Role of low-frequency integrase strand transfer inhibitor resistance mutations on virological outcomes in antiretroviral therapy-naïve individuals initiating second-generation integrase inhibitors

Objectives: This study investigated the role of low-frequency integrase strand transfer inhibitor (INSTI) resistance mutations, detectable by next-generation sequencing (NGS), at predicting virological rebound (VR) among people with HIV (PWH) starting second-generation INSTI-based first-line regimens. Methods: This case-control study compared PWH (retrieved from the ICONA cohort; www.icona.org) who experienced VR (cases) with those who maintained virological control (controls) under first-line regimens based on dolutegravir or bictegravir. NGS data obtained through the Illumina platform were interpreted using the HIVdb algorithm version 9.7. Major (MRM), accessory (ARM), and other (ORM) INSTI resistance mutations were analysed at 5%, 10%, and 20% NGS cut-offs, respectively. Conditional logistic regression was used to evaluate the association between INSTI resistance and risk of VR. Results: Among 266 PWH (90 cases, 176 controls), cases experienced VR with a median (interquartile range) viremia of 317 (93–6060) copies/mL after 15 (8–28) months from antiretroviral therapy start. The prevalence of MRM was low (NGS cut-off 5%, 10%, 20%: 1.9%, 0.8%, 0.4%, respectively), while it was moderate for ARM (7.5%, 7.1%, 6.4%) and high for ORM (50.0%, 44.7%, 42.1%).
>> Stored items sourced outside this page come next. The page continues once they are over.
//! Key string parsing (`"ctrl+p"`, `"shift+tab"`, `"enter"`)

use crossterm::event::{KeyCode, KeyEvent, KeyEventKind, KeyEventState, KeyModifiers};

/// Parse a human-readable key description into a `KeyEvent`.
///
/// Modifiers are joined with `+`. Returns `None` for anything unrecognised.
///
/// ```
/// use crossterm::event::{KeyCode, KeyModifiers};
/// use opsdeck_core::keys::parse_key_string;
///
/// let k = parse_key_string("ctrl+r").unwrap();
/// assert_eq!(k.code, KeyCode::Char('r'));
/// assert!(k.modifiers.contains(KeyModifiers::CONTROL));
/// ```
pub fn parse_key_string(key_str: &str) -> Option<KeyEvent> {
    let key_str = key_str.trim().to_lowercase();
    if key_str.is_empty() {
        return None;
    }

    if key_str == "shift+tab" || key_str == "backtab" {
        return Some(press(KeyCode::BackTab, KeyModifiers::SHIFT));
    }

    let parts: Vec<&str> = key_str.split('+').collect();
    let (key_part, modifier_parts) = parts.split_last()?;

    let mut modifiers = KeyModifiers::empty();
    for part in modifier_parts {
        match part.trim() {
            "ctrl" | "control" => modifiers |= KeyModifiers::CONTROL,
            "shift" => modifiers |= KeyModifiers::SHIFT,
            "alt" => modifiers |= KeyModifiers::ALT,
            _ => {}
        }
    }

    let code = match key_part.trim() {
        "esc" | "escape" => KeyCode::Esc,
        "enter" | "return" => KeyCode::Enter,
        "tab" => KeyCode::Tab,
        "backspace" => KeyCode::Backspace,
        "delete" => KeyCode::Delete,
        "up" => KeyCode::Up,
        "down" => KeyCode::Down,
        "left" => KeyCode::Left,
        "right" => KeyCode::Right,
        "home" => KeyCode::Home,
        "end" => KeyCode::End,
        "pageup" => KeyCode::PageUp,
        "pagedown" => KeyCode::PageDown,
        "space" => KeyCode::Char(' '),
        c if c.chars().count() == 1 => KeyCode::Char(c.chars().next()?),
        _ => return None,
    };

    Some(press(code, modifiers))
}

fn press(code: KeyCode, modifiers: KeyModifiers) -> KeyEvent {
    KeyEvent {
        code,
        modifiers,
        kind: KeyEventKind::Press,
        state: KeyEventState::empty(),
    }
}

#[cfg(test)]
mod tests {
    use super::*;

    #[test]
    fn test_parse_named_keys() {
        assert_eq!(parse_key_string("esc").map(|k| k.code), Some(KeyCode::Esc));
        assert_eq!(
            parse_key_string("Delete").map(|k| k.code),
            Some(KeyCode::Delete)
        );
        assert_eq!(
            parse_key_string("shift+tab").map(|k| k.code),
            Some(KeyCode::BackTab)
        );
    }

    #[test]
    fn test_parse_rejects_unknown() {
        assert!(parse_key_string("").is_none());
        assert!(parse_key_string("hyper").is_none());
    }
}
//! Survey definitions as stored by the console

use std::fmt;

use serde::{Deserialize, Deserializer, Serialize};
use serde_json::Value;

/// Declared type of a survey question
#[derive(Debug, Clone, PartialEq, Eq, Hash, Default, Serialize, Deserialize)]
#[serde(from = "String", into = "String")]
pub enum QuestionType {
    #[default]
    Text,
    Integer,
    Float,
    Textarea,
    Password,
    MultipleChoice,
    MultiSelect,
    /// Any tag this crate has no control for, kept verbatim
    Other(String),
}

impl QuestionType {
    pub fn as_str(&self) -> &str {
        match self {
            QuestionType::Text => "text",
            QuestionType::Integer => "integer",
            QuestionType::Float => "float",
            QuestionType::Textarea => "textarea",
            QuestionType::Password => "password",
            QuestionType::MultipleChoice => "multiplechoice",
            QuestionType::MultiSelect => "multiselect",
            QuestionType::Other(tag) => tag,
        }
    }
}

impl From<&str> for QuestionType {
    fn from(tag: &str) -> Self {
        match tag {
            "text" => QuestionType::Text,
            "integer" => QuestionType::Integer,
            "float" => QuestionType::Float,
            "textarea" => QuestionType::Textarea,
            "password" => QuestionType::Password,
            "multiplechoice" => QuestionType::MultipleChoice,
            "multiselect" => QuestionType::MultiSelect,
            other => QuestionType::Other(other.to_string()),
        }
    }
}

impl From<String> for QuestionType {
    fn from(tag: String) -> Self {
        QuestionType::from(tag.as_str())
    }
}

impl From<QuestionType> for String {
    fn from(kind: QuestionType) -> Self {
        kind.as_str().to_string()
    }
}

impl fmt::Display for QuestionType {
    fn fmt(&self, f: &mut fmt::Formatter<'_>) -> fmt::Result {
        f.write_str(self.as_str())
    }
}

/// One survey question
#[derive(Debug, Clone, PartialEq, Default, Serialize, Deserialize)]
pub struct Question {
    /// Form field key, unique within a survey
    #[serde(default)]
    pub variable: String,
    /// Label
    #[serde(default)]
    pub question_name: String,
    #[serde(default)]
    pub question_description: String,
    #[serde(rename = "type", default)]
    pub question_type: QuestionType,
    #[serde(default, deserialize_with = "text_or_number")]
    pub default: String,
    #[serde(default)]
    pub required: bool,
    /// Newline-delimited options for the choice types
    #[serde(default, deserialize_with = "lines_or_list")]
    pub choices: String,
    #[serde(default, skip_serializing_if = "Option::is_none")]
    pub min: Option<f64>,
    #[serde(default, skip_serializing_if = "Option::is_none")]
    pub max: Option<f64>,
}

impl Question {
    pub fn new(variable: impl Into<String>, question_type: impl Into<QuestionType>) -> Self {
        Self {
            variable: variable.into(),
            question_type: question_type.into(),
            ..Default::default()
        }
    }

    pub fn named(mut self, question_name: impl Into<String>) -> Self {
        self.question_name = question_name.into();
        self
    }

    pub fn with_default(mut self, default: impl Into<String>) -> Self {
        self.default = default.into();
        self
    }

    pub fn with_choices(mut self, choices: impl Into<String>) -> Self {
        self.choices = choices.into();
        self
    }

    pub fn required(mut self) -> Self {
        self.required = true;
        self
    }
}

/// A survey attached to a job template
#[derive(Debug, Clone, PartialEq, Default, Serialize, Deserialize)]
pub struct SurveySpec {
    #[serde(default)]
    pub name: String,
    #[serde(default)]
    pub description: String,
    #[serde(default)]
    pub spec: Vec<Question>,
}

// Integer and float questions often carry numeric defaults.
fn text_or_number<'de, D>(deserializer: D) -> Result<String, D::Error>
where
    D: Deserializer<'de>,
{
    Ok(match Value::deserialize(deserializer)? {
        Value::Null => String::new(),
        Value::String(s) => s,
        other => other.to_string(),
    })
}

fn lines_or_list<'de, D>(deserializer: D) -> Result<String, D::Error>
where
    D: Deserializer<'de>,
{
    Ok(match Value::deserialize(deserializer)? {
        Value::Null => String::new(),
        Value::String(s) => s,
        Value::Array(items) => items
            .into_iter()
            .map(|item| match item {
                Value::String(s) => s,
                other => other.to_string(),
            })
            .collect::<Vec<_>>()
            .join("\n"),
        other => other.to_string(),
    })
}

#[cfg(test)]
mod tests {
    use super::*;

    #[test]
    fn test_known_and_unknown_types() {
        let q: Question =
            serde_json::from_str(r#"{"variable": "v", "type": "multiselect"}"#).unwrap();
        assert_eq!(q.question_type, QuestionType::MultiSelect);

        let q: Question =
            serde_json::from_str(r#"{"variable": "v", "type": "datetime"}"#).unwrap();
        assert_eq!(q.question_type, QuestionType::Other("datetime".into()));
        assert_eq!(q.question_type.to_string(), "datetime");
    }

    #[test]
    fn test_numeric_default() {
        let q: Question = serde_json::from_str(
            r#"{"variable": "n", "type": "integer", "default": 5, "min": 0, "max": 10}"#,
        )
        .unwrap();
        assert_eq!(q.default, "5");
        assert_eq!(q.min, Some(0.0));
        assert_eq!(q.max, Some(10.0));
    }

    #[test]
    fn test_choices_as_list() {
        let q: Question = serde_json::from_str(
            r#"{"variable": "c", "type": "multiplechoice", "choices": ["a", "b"]}"#,
        )
        .unwrap();
        assert_eq!(q.choices, "a\nb");
    }

    #[test]
    fn test_missing_fields_default() {
        let q: Question = serde_json::from_str(r#"{"type": "text"}"#).unwrap();
        assert!(q.variable.is_empty());
        assert!(q.default.is_empty());
        assert!(!q.required);
    }

    #[test]
    fn test_type_serializes_as_tag() {
        let q = Question::new("region", "textarea");
        let json = serde_json::to_value(&q).unwrap();
        assert_eq!(json["type"], "textarea");
    }

    #[test]
    fn test_survey_spec() {
        let survey: SurveySpec = serde_json::from_str(
            r#"{"name": "Deploy", "description": "", "spec": [
                {"variable": "region", "question_name": "Region", "type": "text",
                 "default": "us-east-1", "required": true}
            ]}"#,
        )
        .unwrap();
        assert_eq!(survey.spec.len(), 1);
        assert_eq!(survey.spec[0].question_name, "Region");
        assert!(survey.spec[0].required);
    }
}
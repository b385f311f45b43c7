//! Command line arguments and the validated console configuration

use std::fs;
use std::path::{Path, PathBuf};

use clap::Parser;

use crate::credential::CredentialTypeId;
use crate::survey::{audit_questions, SurveySpec};

pub const DEFAULT_URL: &str = "http://localhost:8013";
pub const DEFAULT_LABEL: &str = "Credential";

/// Credential lookup and survey preview for an automation console
#[derive(Parser, Debug, Clone)]
#[command(name = "opsdeck")]
#[command(about = "Pick a credential and preview a job template survey")]
pub struct Args {
    /// Console base URL
    #[arg(long, default_value = DEFAULT_URL)]
    pub url: String,

    /// API token sent as a bearer token
    #[arg(long)]
    pub token: Option<String>,

    /// Credential type id to filter by; repeat to cycle with `t`
    #[arg(long = "credential-type", default_value = "1")]
    pub credential_types: Vec<String>,

    /// Label shown above the lookup
    #[arg(long, default_value = DEFAULT_LABEL)]
    pub label: String,

    /// Select the credential automatically when only one matches
    #[arg(long)]
    pub auto_populate: bool,

    /// Mark the lookup as required
    #[arg(long)]
    pub required: bool,

    /// Survey definition (JSON) to preview with `p`
    #[arg(long)]
    pub survey: Option<PathBuf>,

    /// Write logs to this file (the terminal is taken by the UI)
    #[arg(long)]
    pub log_file: Option<PathBuf>,

    /// Debug-level logging
    #[arg(long, short)]
    pub verbose: bool,
}

#[derive(Debug, thiserror::Error)]
pub enum ConfigError {
    #[error("at least one --credential-type is required")]
    NoCredentialTypes,

    #[error("empty --credential-type value")]
    EmptyCredentialType,

    #[error("failed to read {path}: {source}")]
    Io {
        path: PathBuf,
        #[source]
        source: std::io::Error,
    },

    #[error("invalid survey in {path}: {source}")]
    Survey {
        path: PathBuf,
        #[source]
        source: serde_json::Error,
    },
}

/// Validated settings for one console session
#[derive(Debug, Clone, PartialEq)]
pub struct ConsoleConfig {
    pub base_url: String,
    pub token: Option<String>,
    /// First entry is used on start
    pub credential_types: Vec<CredentialTypeId>,
    pub label: String,
    pub auto_populate: bool,
    pub required: bool,
    pub survey: SurveySpec,
}

impl ConsoleConfig {
    pub fn from_args(args: &Args) -> Result<Self, ConfigError> {
        if args.credential_types.is_empty() {
            return Err(ConfigError::NoCredentialTypes);
        }
        let credential_types = args
            .credential_types
            .iter()
            .map(|id| {
                let id = id.trim();
                if id.is_empty() {
                    Err(ConfigError::EmptyCredentialType)
                } else {
                    Ok(CredentialTypeId::from(id))
                }
            })
            .collect::<Result<Vec<_>, _>>()?;

        let survey = match &args.survey {
            Some(path) => load_survey(path)?,
            None => SurveySpec::default(),
        };

        Ok(Self {
            base_url: args.url.clone(),
            token: args.token.clone(),
            credential_types,
            label: args.label.clone(),
            auto_populate: args.auto_populate,
            required: args.required,
            survey,
        })
    }
}

/// Read a survey definition and log any issues in it.
pub fn load_survey(path: &Path) -> Result<SurveySpec, ConfigError> {
    let text = fs::read_to_string(path).map_err(|source| ConfigError::Io {
        path: path.to_path_buf(),
        source,
    })?;
    let survey: SurveySpec = serde_json::from_str(&text).map_err(|source| ConfigError::Survey {
        path: path.to_path_buf(),
        source,
    })?;

    let issues = audit_questions(&survey.spec);
    tracing::info!(
        path = %path.display(),
        questions = survey.spec.len(),
        issues = issues.len(),
        "loaded survey"
    );
    Ok(survey)
}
There was no evidence of a difference in prevalence of ≥1 MRM, ARM, or ORM between cases and controls. At 5% NGS cut-off, the prevalence of ≥2 ORM was higher in cases compared with controls. After adjusting for confounders, including HIV-1 subtype, ≥2 ORM detected as minority variants remained associated with VR risk. Conclusion: Our findings suggest that combinations of low-frequency ORM may increase the risk of VR in individuals starting dolutegravir or bictegravir-based regimens. Further studies are needed to better understand these findings.